J'ai vu hier soir Los Olvidados, que je n'avais encore jamais vu. Énorme choc, comme le savent ceux qui l'ont vu.

J'ai pensé, ensuite, à The Selfish Giant. Ce dernier film m'avait paru immensément violent, d'une dureté innommable à l'égard des gamins, injuste et insupportable (c'est une partie de mon sentiment sur le film, que je trouve aussi très beau et très fort).

Los Olvidados est bien plus dur, les gamins y meurent également, les scènes difficilement soutenables y sont plus nombreuses, l'espoir également absent. Pourtant, je n'ai éprouvé aucun sentiment de rejet à l'égard du film de Bunuel. Tout m'a semblé juste, nécessaire et évident, révoltant et inique, mais je n'ai jamais eu l'impression que le film était injuste avec les gamins. Il montrait que la vie l'était, mais lui-même ne l'était pas.
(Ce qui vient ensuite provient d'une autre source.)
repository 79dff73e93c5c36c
pub mod dto;
pub mod error_mapper;
pub mod routes;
À quoi cela peut-il tenir ?

Dans le film anglais, la plus grande injustice, la mort de Swifty, qui survient comme un coup de massue gigantesque dont on sent la volonté de marquer, de faire effet, est une mort gratuite. La situation, la société a voulu que les gamins se retrouvent à cet endroit-là à ce moment-là, mais c'est un coup de malchance qui a fait que le câble a touché Swifty. Il aurait aussi bien pu ne pas mourir, personne n'a voulu le tuer. C'est un coup du sort, le hasard, le destin, la faute à pas de chance. Et celui qui en porte toute la culpabilité est justement celui qui aimait le plus Swifty, Arbor. Du coup, le film se transforme lors de la dernière partie en une sorte de drame de la culpabilité avec un seul horizon moral, celui de pardon que la mère peut accorder à Arbor.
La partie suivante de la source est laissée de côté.